Têm sido tempos agitados na Suíça. Se, em 2014, ganhou em referendo a posição de reintrodução do sistema de cotas à imigração e, em Outubro último, o partido da direita radical e anti-imigração, UDC, ganhou as eleições legislativas, no último fim-de-semana de Fevereiro os suíços rejeitaram, num outro referendo, medidas que visavam endurecer ainda mais a má vontade contra os imigrantes naquele país.

É nestes avanços e recuos que a capital financeira da Suíça comemora os 100 anos do surgimento do Dadaísmo ao mundo, numa Zurique que, em 1916 servia de refúgio a exilados da Primeira Grande Guerra. Um contraste com os dias de hoje, portanto.

Com algumas retrospectivas pela cidade, e ao longo de todo ano, o destaque vai neste momento para o Landesmuseum, onde, até 28 de Março, está patente a exposição DaDa Universal, com objectos diversos da maior importância, que simbolizam todo aquele movimento, e onde a piéce de résistance é o urinol de Marcel Duchamp, que, se calhar, nos dias que correm, até tem um significado ainda maior, no que toca a romper com o establishment actual à nossa volta. Ou de como a vida imita a arte.

A Fonte, de Marcel Duchamp, 1917.

Também na Kunsthaus Zürich, a casa das artes local, até 1 de Maio, pode visitar-se a exposição Dadaglobe Reconstructed, que consiste em 200 peças e textos, mandados de todos os pontos do Globo para Tristan Tzara – um dos percursores do Movimento – com a finalidade de este criar o projecto em livro, Dadaglobe. A coisa na altura não chegou a ir para a frente, e agora, 100 anos depois, imagine-se, foram reunidas todas as obras e, finalmente, fez-se luz sobre o projecto. E, já que lá estão, seria uma pena perderem, mesmo na sala ao lado, a colecção permanente daquele Museu, referente ao artista plástico Alberto Giacometti.

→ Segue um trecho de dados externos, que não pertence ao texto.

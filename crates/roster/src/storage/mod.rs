//! Storage layer for roster.
//!
//! The roster lives in a single headerless CSV file. [`Store`] holds only the
//! path: every operation re-reads the whole file, mutates the collection in
//! memory and writes it back. Nothing is cached between calls.

pub mod codec;
mod query;
mod transfer;

use std::fs::File;
use std::io::{BufReader, BufWriter, Write};
use std::path::{Path, PathBuf};

use tracing::{debug, warn};

use crate::analytics::{self, Stats};
use crate::error::{Error, Result};
use crate::student::Student;

pub use transfer::ImportSummary;

/// How the last load went.
#[derive(Debug, Clone, PartialEq, Eq)]
pub enum LoadStatus {
    /// The backing file does not exist yet.
    Missing,
    /// The backing file was read and every row parsed.
    Parsed,
    /// The backing file exists but could not be read or parsed. The
    /// collection was replaced by an empty one.
    Unparseable {
        /// Why the file was rejected.
        reason: String,
    },
}

/// A loaded collection together with its [`LoadStatus`].
#[derive(Debug, Clone, PartialEq, Eq)]
pub struct Loaded {
    /// The records, in file order.
    pub students: Vec<Student>,
    /// How they were obtained.
    pub status: LoadStatus,
}

/// Handle on a roster backing file.
///
/// Cheap to construct; no file is touched until an operation runs.
#[derive(Debug, Clone)]
pub struct Store {
    /// Path to the backing file.
    path: PathBuf,
}

impl Store {
    /// Create a store over the given backing file.
    #[must_use]
    pub fn new(path: impl AsRef<Path>) -> Self {
        Self {
            path: path.as_ref().to_path_buf(),
        }
    }

    /// Get the path to the backing file.
    #[must_use]
    pub fn path(&self) -> &Path {
        &self.path
    }

    /// Load the collection.
    ///
    /// A missing file yields an empty collection. So does a malformed one:
    /// the failure is logged, not returned. Use [`Store::load_with_status`]
    /// to tell the two apart.
    #[must_use]
    pub fn load(&self) -> Vec<Student> {
        self.load_with_status().students
    }

    /// Load the collection and report whether the file was missing, parsed,
    /// or rejected.
    #[must_use]
    pub fn load_with_status(&self) -> Loaded {
        let file = match File::open(&self.path) {
            Ok(file) => file,
            Err(err) if err.kind() == std::io::ErrorKind::NotFound => {
                debug!("No backing file at {}", self.path.display());
                return Loaded {
                    students: Vec::new(),
                    status: LoadStatus::Missing,
                };
            }
            Err(err) => return self.unparseable(&Error::Io(err)),
        };

        match codec::read_students(BufReader::new(file)) {
            Ok(students) => {
                debug!(
                    "Loaded {} students from {}",
                    students.len(),
                    self.path.display()
                );
                Loaded {
                    students,
                    status: LoadStatus::Parsed,
                }
            }
            Err(err) => self.unparseable(&err),
        }
    }

    fn unparseable(&self, err: &Error) -> Loaded {
        warn!("Treating {} as empty: {}", self.path.display(), err);
        Loaded {
            students: Vec::new(),
            status: LoadStatus::Unparseable {
                reason: err.to_string(),
            },
        }
    }

    /// Overwrite the backing file with `students`, in order, without a header.
    ///
    /// Creates parent directories if needed. The write is not atomic.
    ///
    /// # Errors
    ///
    /// Returns an error if the directory or file cannot be written.
    pub fn save(&self, students: &[Student]) -> Result<()> {
        if let Some(parent) = self.path.parent() {
            if !parent.as_os_str().is_empty() && !parent.exists() {
                std::fs::create_dir_all(parent).map_err(|source| Error::DirectoryCreate {
                    path: parent.to_path_buf(),
                    source,
                })?;
            }
        }

        let file = File::create(&self.path).map_err(|source| Error::FileWrite {
            path: self.path.clone(),
            source,
        })?;
        let mut out = BufWriter::new(file);
        codec::write_students(&mut out, students, false)?;
        out.flush().map_err(|source| Error::FileWrite {
            path: self.path.clone(),
            source,
        })?;

        debug!(
            "Saved {} students to {}",
            students.len(),
            self.path.display()
        );
        Ok(())
    }

    /// Compute statistics over the stored collection.
    ///
    /// Returns `None` when there are no records.
    #[must_use]
    pub fn analyze(&self) -> Option<Stats> {
        analytics::analyze(&self.load())
    }

    /// Like [`Store::analyze`], with a custom pass mark.
    #[must_use]
    pub fn analyze_with_threshold(&self, failing_threshold: u32) -> Option<Stats> {
        analytics::analyze_with_threshold(&self.load(), failing_threshold)
    }
}

#[cfg(test)]
mod tests {
    use super::*;
    use crate::student::Grade;

    fn create_test_store() -> (tempfile::TempDir, Store) {
        let dir = tempfile::tempdir().expect("failed to create temp dir");
        let store = Store::new(dir.path().join("students.txt"));
        (dir, store)
    }

    #[test]
    fn test_load_missing_file() {
        let (_dir, store) = create_test_store();
        let loaded = store.load_with_status();
        assert!(loaded.students.is_empty());
        assert_eq!(loaded.status, LoadStatus::Missing);
    }

    #[test]
    fn test_load_malformed_file_is_empty() {
        let (_dir, store) = create_test_store();
        std::fs::write(store.path(), "1,alice,20,A,55\n2,bob,old,B,60\n").unwrap();

        assert!(store.load().is_empty());
        assert!(matches!(
            store.load_with_status().status,
            LoadStatus::Unparseable { .. }
        ));
    }

    #[test]
    fn test_load_short_row_is_empty() {
        let (_dir, store) = create_test_store();
        std::fs::write(store.path(), "1,alice,20\n").unwrap();
        assert!(store.load().is_empty());
    }

    #[test]
    fn test_load_normalizes_name_and_grade() {
        let (_dir, store) = create_test_store();
        std::fs::write(store.path(), "1,ALICE smith,20,b,55\n").unwrap();

        let loaded = store.load_with_status();
        assert_eq!(loaded.status, LoadStatus::Parsed);
        assert_eq!(
            loaded.students,
            vec![Student::new(1, "Alice Smith", 20, Grade::B, 55)]
        );
    }

    #[test]
    fn test_save_writes_fixed_column_order() {
        let (_dir, store) = create_test_store();
        store
            .save(&[
                Student::new(2, "Bob", 21, Grade::C, 40),
                Student::new(1, "Alice", 20, Grade::A, 90),
            ])
            .unwrap();

        let text = std::fs::read_to_string(store.path()).unwrap();
        assert_eq!(text, "2,Bob,21,C,40\n1,Alice,20,A,90\n");
    }

    #[test]
    fn test_save_overwrites() {
        let (_dir, store) = create_test_store();
        store
            .save(&[Student::new(1, "Alice", 20, Grade::A, 90)])
            .unwrap();
        store.save(&[]).unwrap();

        assert_eq!(std::fs::read_to_string(store.path()).unwrap(), "");
        assert_eq!(store.load_with_status().status, LoadStatus::Parsed);
    }

    #[test]
    fn test_save_creates_parent_dirs() {
        let dir = tempfile::tempdir().unwrap();
        let store = Store::new(dir.path().join("nested/deeper/students.txt"));
        store
            .save(&[Student::new(1, "Alice", 20, Grade::A, 90)])
            .unwrap();
        assert!(store.path().exists());
    }

    #[test]
    fn test_save_load_round_trip_is_stable() {
        let (_dir, store) = create_test_store();
        std::fs::write(store.path(), "3,zoe QUINN,19,d,33\n1,al,22,a,97\n").unwrap();

        store.save(&store.load()).unwrap();
        let first = std::fs::read_to_string(store.path()).unwrap();
        store.save(&store.load()).unwrap();
        let second = std::fs::read_to_string(store.path()).unwrap();

        assert_eq!(first, "3,Zoe Quinn,19,D,33\n1,Al,22,A,97\n");
        assert_eq!(first, second);
    }

    #[test]
    fn test_analyze_empty_store() {
        let (_dir, store) = create_test_store();
        assert!(store.analyze().is_none());
    }

    #[test]
    fn test_path() {
        let store = Store::new("/tmp/roster/students.txt");
        assert_eq!(store.path(), Path::new("/tmp/roster/students.txt"));
    }
}
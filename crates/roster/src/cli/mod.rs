//! Command-line interface for roster.
//!
//! This module provides the CLI structure and output rendering for the
//! `roster` binary.

mod commands;
pub mod render;

use std::path::PathBuf;

use clap::{Parser, Subcommand};

pub use commands::{
    AddCommand, ConfigCommand, DeleteCommand, ExportCommand, GradeArg, ImportCommand,
    ListCommand, OutputFormat, SearchCommand, ShowCommand, StatsCommand, UpdateCommand,
};

/// roster - Keep a student roster in a plain CSV file
///
/// Add, edit, search and analyze student records stored one per line as
/// id,name,age,grade,marks.
#[derive(Debug, Parser)]
#[command(name = "roster")]
#[command(author, version, about, long_about = None)]
#[command(propagate_version = true)]
pub struct Cli {
    /// Path to custom configuration file
    #[arg(short, long, global = true, value_name = "FILE")]
    pub config: Option<PathBuf>,

    /// Path to the roster file (overrides configuration)
    #[arg(short, long, global = true, value_name = "PATH")]
    pub data: Option<PathBuf>,

    /// Increase verbosity (-v for info, -vv for trace)
    #[arg(short, long, action = clap::ArgAction::Count, global = true)]
    pub verbose: u8,

    /// Suppress all output except errors
    #[arg(short, long, global = true)]
    pub quiet: bool,

    /// The command to execute
    #[command(subcommand)]
    pub command: Command,
}

/// Available commands.
#[derive(Debug, Subcommand)]
pub enum Command {
    /// Add a new student
    Add(AddCommand),

    /// List all students
    List(ListCommand),

    /// Show one student
    Show(ShowCommand),

    /// Change fields of an existing student
    Update(UpdateCommand),

    /// Delete a student
    Delete(DeleteCommand),

    /// Search by ID or name
    Search(SearchCommand),

    /// Show summary statistics
    Stats(StatsCommand),

    /// Show statistics with top and bottom performers
    Dashboard,

    /// Merge students from a CSV file
    Import(ImportCommand),

    /// Write all students as CSV with a header
    Export(ExportCommand),

    /// View or validate configuration
    #[command(subcommand)]
    Config(ConfigCommand),
}

impl Cli {
    /// Get the verbosity level based on flags.
    #[must_use]
    pub fn verbosity(&self) -> crate::logging::Verbosity {
        if self.quiet {
            crate::logging::Verbosity::Quiet
        } else {
            match self.verbose {
                0 => crate::logging::Verbosity::Normal,
                1 => crate::logging::Verbosity::Verbose,
                _ => crate::logging::Verbosity::Trace,
            }
        }
    }
}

Também no inevitável bar-galeria Cabaret Voltaire – o antigo café onde tudo começou – hoje frequentado por hipsters, mas também por curiosos, e um excelente refúgio para o Inverno rigoroso lá do sítio, há uma programação variada no piso de baixo, com a exposição Obsession Dada, até 18 de Julho, e animação a rodos no bar de primeiro andar.

Cabaret Voltaire.

Zurique é uma cidade interessante, sem a agitação de outras cidades europeias, faz-se bem a pé, com tempo, mas sem grandes avarias, pois é extremamente cara. Nada que não se resolva num supermercado, bem no centro da cidade, ou numa loja de conveniência, onde o preço da cerveja é bem mais em conta.

O lago, ao fundo da cidade, com vista para os Alpes, dá o toque final, como que a dizer “A Suíça é isto”, e à noite, do distrito financeiro, por entre as ruas desertas, pode ouvir-se o ronronar de dois ou três Porches em excesso de velocidade, em fila indiana, a caminho de um qualquer bar da moda.

Há 100 anos, num movimento que se alargou por todo o mundo, um grito de inconformidade deu-se, e tudo o que pedia bom-senso foi mandado às urtigas. A julgar pelo calculismo à custa do sofrimento de outros, os Trumps, Obráns, Le Pens ou Kaczynskis desta vida, bem que podem temer a arte, como o fazem, aliás, pois haverá sempre alguém que resiste, e os Dadaístas têm 100 anos de arcaboiço para lhes esfregar nas trombas.